== Listed records

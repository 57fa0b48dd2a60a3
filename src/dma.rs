//! DMA memory and cache coherency
//!
//! The controller reads descriptors and data buffers and writes event words,
//! setup packets and descriptor status straight to memory. Every boundary
//! between the CPU and the DMA engine is crossed with one of two operations:
//!
//! - **hand off**: clean the data cache over the range so the controller sees
//!   the committed bytes, then give the memory to hardware
//! - **reclaim**: invalidate the range so the CPU re-reads what the
//!   controller wrote
//!
//! Both live on [`Platform`], together with local-to-global address
//! translation and the busy-wait primitive.

use core::ops::Deref;
use core::ptr::NonNull;
use core::sync::atomic::{AtomicU32, Ordering};

use embedded_hal::delay::DelayNs;

use crate::dwc3::trb::{Trb, TrbRing};
use crate::dwc3::MAX_PHYSICAL_ENDPOINTS;

/// Data cache line size (Cortex-M7 / Cortex-M55)
pub const CACHE_LINE_SIZE: usize = 32;

/// Event buffer size in bytes
pub const EVENT_BUFFER_SIZE: usize = 4096;

/// Event buffer size in 32-bit event words
pub const EVENT_BUFFER_WORDS: usize = EVENT_BUFFER_SIZE / 4;

/// Scratchpad handed to the core through the generic command interface
pub const SCRATCHPAD_SIZE: usize = 4096;

const SCRATCHPAD_WORDS: usize = SCRATCHPAD_SIZE / 4;

/// Platform services the driver needs besides the register block
///
/// Implemented by [`CortexMPlatform`] on target and by recording fakes in
/// tests.
pub trait Platform: DelayNs {
    /// Write dirty cache lines covering `addr..addr + len` back to memory
    fn clean_dcache(&mut self, addr: usize, len: usize);

    /// Discard cache lines covering `addr..addr + len`
    fn invalidate_dcache(&mut self, addr: usize, len: usize);

    /// Translate a CPU-local address to the address the DMA master uses
    fn to_global(&self, addr: usize) -> u32;
}

/// Check cache line alignment
#[inline(always)]
pub const fn is_cache_aligned(addr: usize) -> bool {
    addr & (CACHE_LINE_SIZE - 1) == 0
}

/// One window of CPU-private memory that the DMA master sees elsewhere
#[derive(Debug, Clone, Copy, PartialEq, Eq)]
pub struct AddressAlias {
    /// Start of the window as seen by the CPU
    pub local_start: usize,
    /// Window length in bytes
    pub len: usize,
    /// Start of the window on the system bus
    pub global_start: u32,
}

impl AddressAlias {
    /// Create an alias window
    pub const fn new(local_start: usize, len: usize, global_start: u32) -> Self {
        Self { local_start, len, global_start }
    }

    const fn contains(&self, addr: usize) -> bool {
        addr >= self.local_start && addr - self.local_start < self.len
    }
}

/// Translate `addr` through an alias table, identity when no window matches
pub fn translate(aliases: &[AddressAlias], addr: usize) -> u32 {
    aliases
        .iter()
        .find(|alias| alias.contains(addr))
        .map(|alias| alias.global_start.wrapping_add((addr - alias.local_start) as u32))
        .unwrap_or(addr as u32)
}

/// Cache-line aligned wrapper
#[repr(C, align(32))]
pub struct CacheAligned<T>(T);

impl<T> CacheAligned<T> {
    /// Wrap a value
    pub const fn new(value: T) -> Self {
        Self(value)
    }
}

impl<T> Deref for CacheAligned<T> {
    type Target = T;

    fn deref(&self) -> &T {
        &self.0
    }
}

/// All memory shared with the controller's DMA engine
///
/// Contents are atomics so the region can be shared with hardware through
/// `&self`; it is meant to be placed in a `static`:
///
/// ```ignore
/// #[link_section = ".bss.usb_dma"]
/// static USB_DMA: DmaRegion = DmaRegion::new();
/// ```
#[repr(C, align(32))]
pub struct DmaRegion {
    events: CacheAligned<[AtomicU32; EVENT_BUFFER_WORDS]>,
    scratchpad: CacheAligned<[AtomicU32; SCRATCHPAD_WORDS]>,
    setup: CacheAligned<[AtomicU32; 2]>,
    ep0_trb: CacheAligned<Trb>,
    rings: [TrbRing; MAX_PHYSICAL_ENDPOINTS],
}

const _: () = {
    assert!(core::mem::align_of::<DmaRegion>() == CACHE_LINE_SIZE);
    assert!(core::mem::align_of::<CacheAligned<Trb>>() == CACHE_LINE_SIZE);
    assert!(EVENT_BUFFER_SIZE % CACHE_LINE_SIZE == 0);
    assert!(EVENT_BUFFER_SIZE <= 0xFFFF);
};

impl DmaRegion {
    /// Zeroed region
    pub const fn new() -> Self {
        Self {
            events: CacheAligned::new([const { AtomicU32::new(0) }; EVENT_BUFFER_WORDS]),
            scratchpad: CacheAligned::new([const { AtomicU32::new(0) }; SCRATCHPAD_WORDS]),
            setup: CacheAligned::new([const { AtomicU32::new(0) }; 2]),
            ep0_trb: CacheAligned::new(Trb::new()),
            rings: [const { TrbRing::new() }; MAX_PHYSICAL_ENDPOINTS],
        }
    }

    /// Event buffer words
    pub fn events(&self) -> &[AtomicU32] {
        &self.events[..]
    }

    /// Address of the event buffer
    pub fn events_addr(&self) -> usize {
        self.events.as_ptr() as usize
    }

    /// Zero the event buffer
    pub(crate) fn clear_events(&self) {
        for word in self.events.iter() {
            word.store(0, Ordering::Relaxed);
        }
    }

    /// Address of the scratchpad
    pub fn scratchpad_addr(&self) -> usize {
        self.scratchpad.as_ptr() as usize
    }

    /// The 8-byte setup packet buffer, as two little-endian words
    pub fn setup_words(&self) -> &[AtomicU32; 2] {
        &self.setup
    }

    /// Address of the setup packet buffer
    pub fn setup_addr(&self) -> usize {
        self.setup.as_ptr() as usize
    }

    /// Raw setup packet bytes
    pub fn setup_bytes(&self) -> [u8; 8] {
        let lo = self.setup[0].load(Ordering::Acquire).to_le_bytes();
        let hi = self.setup[1].load(Ordering::Acquire).to_le_bytes();
        [lo[0], lo[1], lo[2], lo[3], hi[0], hi[1], hi[2], hi[3]]
    }

    /// Descriptor shared by EP0 OUT and EP0 IN
    pub fn ep0_trb(&self) -> &Trb {
        &self.ep0_trb
    }

    /// Descriptor ring of a physical endpoint
    ///
    /// Rings exist for every index; the two control endpoints never use theirs.
    pub fn ring(&self, phy: usize) -> &TrbRing {
        &self.rings[phy]
    }
}

impl Default for DmaRegion {
    fn default() -> Self {
        Self::new()
    }
}

/// Caller-owned transfer buffer
///
/// The driver only records the address; the caller keeps the memory alive and
/// untouched until the completion callback for the transfer has run.
#[derive(Debug, Clone, Copy, PartialEq, Eq)]
pub struct DmaBuffer {
    ptr: NonNull<u8>,
    len: usize,
}

// SAFETY: the handle is an address and a length; access goes through unsafe fns.
unsafe impl Send for DmaBuffer {}

impl DmaBuffer {
    /// Wrap a buffer that lives for the rest of the program
    pub fn from_static(buffer: &'static mut [u8]) -> Self {
        let len = buffer.len();
        // A slice pointer is never null, even for an empty slice
        let ptr = NonNull::from(buffer).cast::<u8>();
        Self { ptr, len }
    }

    /// Wrap raw memory
    ///
    /// # Safety
    ///
    /// `ptr..ptr + len` must stay valid, DMA-reachable memory for as long as
    /// any transfer using this handle is in flight.
    pub const unsafe fn from_raw_parts(ptr: NonNull<u8>, len: usize) -> Self {
        Self { ptr, len }
    }

    /// Buffer address as seen by the CPU
    #[inline]
    pub fn addr(&self) -> usize {
        self.ptr.as_ptr() as usize
    }

    /// Capacity in bytes
    #[inline]
    pub fn len(&self) -> usize {
        self.len
    }

    /// True for a zero-length buffer
    #[inline]
    pub fn is_empty(&self) -> bool {
        self.len == 0
    }

    /// View the buffer contents
    ///
    /// # Safety
    ///
    /// No transfer using this buffer may be in flight.
    pub unsafe fn as_slice(&self) -> &[u8] {
        // SAFETY: validity guaranteed by the constructor contract
        unsafe { core::slice::from_raw_parts(self.ptr.as_ptr(), self.len) }
    }

    /// Mutable view of the buffer contents
    ///
    /// # Safety
    ///
    /// No transfer using this buffer may be in flight and no other view may exist.
    pub unsafe fn as_mut_slice(&mut self) -> &mut [u8] {
        // SAFETY: validity and exclusivity guaranteed by the caller
        unsafe { core::slice::from_raw_parts_mut(self.ptr.as_ptr(), self.len) }
    }

    /// Give the first `len` bytes to the controller
    pub fn hand_off<P: Platform + ?Sized>(&self, platform: &mut P, len: usize) {
        platform.clean_dcache(self.addr(), len.min(self.len));
    }

    /// Take the first `len` bytes back after the controller wrote them
    pub fn reclaim<P: Platform + ?Sized>(&self, platform: &mut P, len: usize) {
        platform.invalidate_dcache(self.addr(), len.min(self.len));
    }
}

/// Cache maintenance by address through the SCB
#[cfg(target_arch = "arm")]
pub mod cache_ops {
    use super::CACHE_LINE_SIZE;
    use cortex_m::asm::{dsb, isb};

    const SCB_DCIMVAC: *mut u32 = 0xE000_EF5C as *mut u32; // Invalidate by MVA to PoC
    const SCB_DCCMVAC: *mut u32 = 0xE000_EF68 as *mut u32; // Clean by MVA to PoC

    fn for_each_line(addr: usize, size: usize, op: *mut u32) {
        if size == 0 {
            return;
        }
        let start = addr & !(CACHE_LINE_SIZE - 1);
        let end = (addr + size + CACHE_LINE_SIZE - 1) & !(CACHE_LINE_SIZE - 1);

        dsb();
        for line_addr in (start..end).step_by(CACHE_LINE_SIZE) {
            // SAFETY: SCB maintenance registers are always mapped on ARMv7-M/v8-M
            unsafe { core::ptr::write_volatile(op, line_addr as u32) };
        }
        dsb();
        isb();
    }

    /// Clean data cache lines covering the range
    pub fn clean_dcache(addr: usize, size: usize) {
        for_each_line(addr, size, SCB_DCCMVAC);
    }

    /// Invalidate data cache lines covering the range
    pub fn invalidate_dcache(addr: usize, size: usize) {
        for_each_line(addr, size, SCB_DCIMVAC);
    }
}

/// Cortex-M platform: SCB cache maintenance, alias-table address
/// translation, cycle-counted delays
#[cfg(target_arch = "arm")]
pub struct CortexMPlatform {
    cpu_hz: u32,
    aliases: &'static [AddressAlias],
}

#[cfg(target_arch = "arm")]
impl CortexMPlatform {
    /// Create the platform for a core clocked at `cpu_hz`
    pub const fn new(cpu_hz: u32, aliases: &'static [AddressAlias]) -> Self {
        Self { cpu_hz, aliases }
    }
}

#[cfg(target_arch = "arm")]
impl DelayNs for CortexMPlatform {
    fn delay_ns(&mut self, ns: u32) {
        let cycles = (u64::from(ns) * u64::from(self.cpu_hz)) / 1_000_000_000;
        cortex_m::asm::delay(cycles.clamp(1, u64::from(u32::MAX)) as u32);
    }
}

#[cfg(target_arch = "arm")]
impl Platform for CortexMPlatform {
    fn clean_dcache(&mut self, addr: usize, len: usize) {
        cache_ops::clean_dcache(addr, len);
    }

    fn invalidate_dcache(&mut self, addr: usize, len: usize) {
        cache_ops::invalidate_dcache(addr, len);
    }

    fn to_global(&self, addr: usize) -> u32 {
        translate(self.aliases, addr)
    }
}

====

### Work order
Of the entries above, repeat exactly the lines from the line with "by the caller" through the line with "pub fn hand_off<P: Platform", both of them included.

### Solution
        // SAFETY: validity and exclusivity guaranteed by the caller
        unsafe { core::slice::from_raw_parts_mut(self.ptr.as_ptr(), self.len) }
    }

    /// Give the first `len` bytes to the controller
    pub fn hand_off<P: Platform + ?Sized>(&self, platform: &mut P, len: usize) {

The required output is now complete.